Find and return every line of the data that contains the word "ImageMime".

━━━

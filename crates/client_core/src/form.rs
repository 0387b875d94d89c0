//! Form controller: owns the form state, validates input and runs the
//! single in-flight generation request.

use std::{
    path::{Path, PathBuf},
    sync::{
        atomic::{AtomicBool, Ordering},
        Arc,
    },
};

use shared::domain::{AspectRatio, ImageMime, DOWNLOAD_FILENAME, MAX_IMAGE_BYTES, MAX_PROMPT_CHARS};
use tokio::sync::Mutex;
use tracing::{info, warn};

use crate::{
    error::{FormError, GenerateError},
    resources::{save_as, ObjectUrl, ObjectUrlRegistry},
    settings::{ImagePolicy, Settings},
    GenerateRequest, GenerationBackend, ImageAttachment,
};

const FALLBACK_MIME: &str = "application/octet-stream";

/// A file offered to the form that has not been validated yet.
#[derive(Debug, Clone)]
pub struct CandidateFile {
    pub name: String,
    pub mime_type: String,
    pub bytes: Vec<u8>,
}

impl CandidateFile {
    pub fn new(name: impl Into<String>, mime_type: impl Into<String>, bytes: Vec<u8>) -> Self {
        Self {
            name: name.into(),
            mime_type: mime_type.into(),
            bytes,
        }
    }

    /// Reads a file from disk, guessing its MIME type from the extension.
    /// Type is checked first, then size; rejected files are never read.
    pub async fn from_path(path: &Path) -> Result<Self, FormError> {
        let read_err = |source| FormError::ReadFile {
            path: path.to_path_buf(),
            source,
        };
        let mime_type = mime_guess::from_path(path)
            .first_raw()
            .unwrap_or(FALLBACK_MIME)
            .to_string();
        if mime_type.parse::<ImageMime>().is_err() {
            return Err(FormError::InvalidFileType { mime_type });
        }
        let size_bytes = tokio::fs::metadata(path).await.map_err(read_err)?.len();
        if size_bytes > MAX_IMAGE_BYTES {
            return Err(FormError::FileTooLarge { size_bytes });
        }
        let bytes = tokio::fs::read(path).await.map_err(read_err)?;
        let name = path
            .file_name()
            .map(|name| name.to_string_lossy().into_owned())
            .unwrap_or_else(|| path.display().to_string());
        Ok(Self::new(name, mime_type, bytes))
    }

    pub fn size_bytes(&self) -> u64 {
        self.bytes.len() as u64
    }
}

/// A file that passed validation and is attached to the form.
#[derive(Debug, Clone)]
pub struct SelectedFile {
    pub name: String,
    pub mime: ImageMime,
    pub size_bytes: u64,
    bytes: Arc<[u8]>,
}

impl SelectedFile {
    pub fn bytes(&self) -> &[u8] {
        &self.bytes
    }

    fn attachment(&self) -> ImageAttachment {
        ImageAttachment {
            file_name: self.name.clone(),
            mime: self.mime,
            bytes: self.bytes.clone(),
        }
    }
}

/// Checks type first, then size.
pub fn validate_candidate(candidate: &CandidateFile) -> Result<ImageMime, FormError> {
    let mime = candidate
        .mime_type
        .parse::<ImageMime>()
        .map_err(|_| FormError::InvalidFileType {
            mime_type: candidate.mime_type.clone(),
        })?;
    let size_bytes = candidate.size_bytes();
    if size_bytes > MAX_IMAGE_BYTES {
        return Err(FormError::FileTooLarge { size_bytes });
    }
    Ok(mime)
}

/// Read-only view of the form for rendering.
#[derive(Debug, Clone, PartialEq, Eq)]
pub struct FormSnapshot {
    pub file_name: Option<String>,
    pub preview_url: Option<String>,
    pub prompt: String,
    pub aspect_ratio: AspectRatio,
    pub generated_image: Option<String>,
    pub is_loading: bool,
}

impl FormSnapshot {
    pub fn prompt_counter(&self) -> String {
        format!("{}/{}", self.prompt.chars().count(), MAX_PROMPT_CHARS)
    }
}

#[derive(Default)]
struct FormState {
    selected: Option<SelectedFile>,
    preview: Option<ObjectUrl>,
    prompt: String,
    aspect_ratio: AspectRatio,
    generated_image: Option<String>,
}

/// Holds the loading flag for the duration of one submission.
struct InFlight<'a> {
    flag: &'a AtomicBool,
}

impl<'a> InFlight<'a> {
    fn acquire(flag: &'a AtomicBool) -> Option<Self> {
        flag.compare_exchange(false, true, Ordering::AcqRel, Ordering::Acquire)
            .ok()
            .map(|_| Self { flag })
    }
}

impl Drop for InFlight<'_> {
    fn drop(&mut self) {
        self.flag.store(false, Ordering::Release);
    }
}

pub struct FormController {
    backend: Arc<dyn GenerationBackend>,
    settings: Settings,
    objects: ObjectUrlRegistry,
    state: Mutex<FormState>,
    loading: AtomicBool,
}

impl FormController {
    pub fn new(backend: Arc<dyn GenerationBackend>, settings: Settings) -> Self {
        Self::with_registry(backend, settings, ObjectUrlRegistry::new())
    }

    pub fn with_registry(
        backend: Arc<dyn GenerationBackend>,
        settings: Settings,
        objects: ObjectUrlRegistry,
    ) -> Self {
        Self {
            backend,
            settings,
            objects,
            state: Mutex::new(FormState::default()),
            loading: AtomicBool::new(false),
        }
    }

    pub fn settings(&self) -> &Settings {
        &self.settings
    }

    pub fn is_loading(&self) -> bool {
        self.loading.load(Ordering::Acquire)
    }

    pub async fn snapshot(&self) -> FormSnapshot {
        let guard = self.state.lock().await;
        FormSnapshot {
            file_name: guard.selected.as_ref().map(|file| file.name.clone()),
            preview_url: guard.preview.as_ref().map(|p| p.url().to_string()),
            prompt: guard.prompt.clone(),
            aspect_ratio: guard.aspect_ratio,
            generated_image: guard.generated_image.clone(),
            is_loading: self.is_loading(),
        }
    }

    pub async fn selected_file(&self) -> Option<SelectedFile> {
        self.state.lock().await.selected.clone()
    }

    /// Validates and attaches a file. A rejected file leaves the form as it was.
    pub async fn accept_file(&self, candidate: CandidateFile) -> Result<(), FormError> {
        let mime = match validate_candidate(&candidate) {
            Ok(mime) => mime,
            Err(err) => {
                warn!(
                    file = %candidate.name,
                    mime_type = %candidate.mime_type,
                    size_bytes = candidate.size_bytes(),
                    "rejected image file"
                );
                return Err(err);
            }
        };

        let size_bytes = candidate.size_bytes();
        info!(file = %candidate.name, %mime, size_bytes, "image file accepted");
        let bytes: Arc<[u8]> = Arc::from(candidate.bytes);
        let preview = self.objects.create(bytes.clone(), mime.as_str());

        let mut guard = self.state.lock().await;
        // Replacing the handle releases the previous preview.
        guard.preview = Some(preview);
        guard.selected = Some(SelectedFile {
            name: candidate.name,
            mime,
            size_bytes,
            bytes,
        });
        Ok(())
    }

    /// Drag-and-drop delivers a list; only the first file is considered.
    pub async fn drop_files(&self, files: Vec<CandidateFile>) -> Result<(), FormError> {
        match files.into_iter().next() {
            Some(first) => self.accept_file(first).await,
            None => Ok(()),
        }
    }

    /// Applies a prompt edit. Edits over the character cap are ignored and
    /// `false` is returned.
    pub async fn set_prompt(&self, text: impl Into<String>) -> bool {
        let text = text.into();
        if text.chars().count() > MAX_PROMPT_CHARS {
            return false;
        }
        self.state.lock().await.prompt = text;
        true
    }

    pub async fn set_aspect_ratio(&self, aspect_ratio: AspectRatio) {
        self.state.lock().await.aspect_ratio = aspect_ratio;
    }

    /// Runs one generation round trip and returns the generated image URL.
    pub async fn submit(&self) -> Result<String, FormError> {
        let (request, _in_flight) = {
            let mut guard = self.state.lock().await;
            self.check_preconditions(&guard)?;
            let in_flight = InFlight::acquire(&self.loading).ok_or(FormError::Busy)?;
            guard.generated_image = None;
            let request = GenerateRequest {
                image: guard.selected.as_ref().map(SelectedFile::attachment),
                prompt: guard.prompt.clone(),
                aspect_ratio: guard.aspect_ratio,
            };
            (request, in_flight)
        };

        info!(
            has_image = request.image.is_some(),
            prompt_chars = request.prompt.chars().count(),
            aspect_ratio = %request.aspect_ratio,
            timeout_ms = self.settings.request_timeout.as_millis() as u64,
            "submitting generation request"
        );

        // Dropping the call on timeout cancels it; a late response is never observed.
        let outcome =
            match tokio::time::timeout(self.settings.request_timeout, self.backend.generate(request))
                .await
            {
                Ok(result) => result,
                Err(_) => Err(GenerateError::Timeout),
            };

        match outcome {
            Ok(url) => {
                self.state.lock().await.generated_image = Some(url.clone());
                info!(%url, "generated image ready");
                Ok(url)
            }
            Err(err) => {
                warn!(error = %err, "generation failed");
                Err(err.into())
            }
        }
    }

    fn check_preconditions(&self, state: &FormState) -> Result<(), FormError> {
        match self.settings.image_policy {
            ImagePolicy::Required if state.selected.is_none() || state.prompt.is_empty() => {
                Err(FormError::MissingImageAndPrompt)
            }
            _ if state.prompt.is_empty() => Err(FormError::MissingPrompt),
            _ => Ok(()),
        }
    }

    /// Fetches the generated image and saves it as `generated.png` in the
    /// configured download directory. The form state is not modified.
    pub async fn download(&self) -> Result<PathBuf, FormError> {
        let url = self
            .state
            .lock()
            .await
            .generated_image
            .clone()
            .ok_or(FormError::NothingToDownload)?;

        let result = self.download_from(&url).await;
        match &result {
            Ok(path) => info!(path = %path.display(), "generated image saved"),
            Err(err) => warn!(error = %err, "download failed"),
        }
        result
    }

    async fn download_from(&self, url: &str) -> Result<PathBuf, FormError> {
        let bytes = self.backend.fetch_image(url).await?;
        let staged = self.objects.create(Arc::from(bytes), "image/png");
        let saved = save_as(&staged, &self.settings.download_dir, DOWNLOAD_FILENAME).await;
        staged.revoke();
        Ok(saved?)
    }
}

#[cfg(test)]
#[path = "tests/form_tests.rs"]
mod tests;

━━━

§ **Solution to this exercise**:
use shared::domain::{AspectRatio, ImageMime, DOWNLOAD_FILENAME, MAX_IMAGE_BYTES, MAX_PROMPT_CHARS};
        if mime_type.parse::<ImageMime>().is_err() {
    pub mime: ImageMime,
pub fn validate_candidate(candidate: &CandidateFile) -> Result<ImageMime, FormError> {
        .parse::<ImageMime>()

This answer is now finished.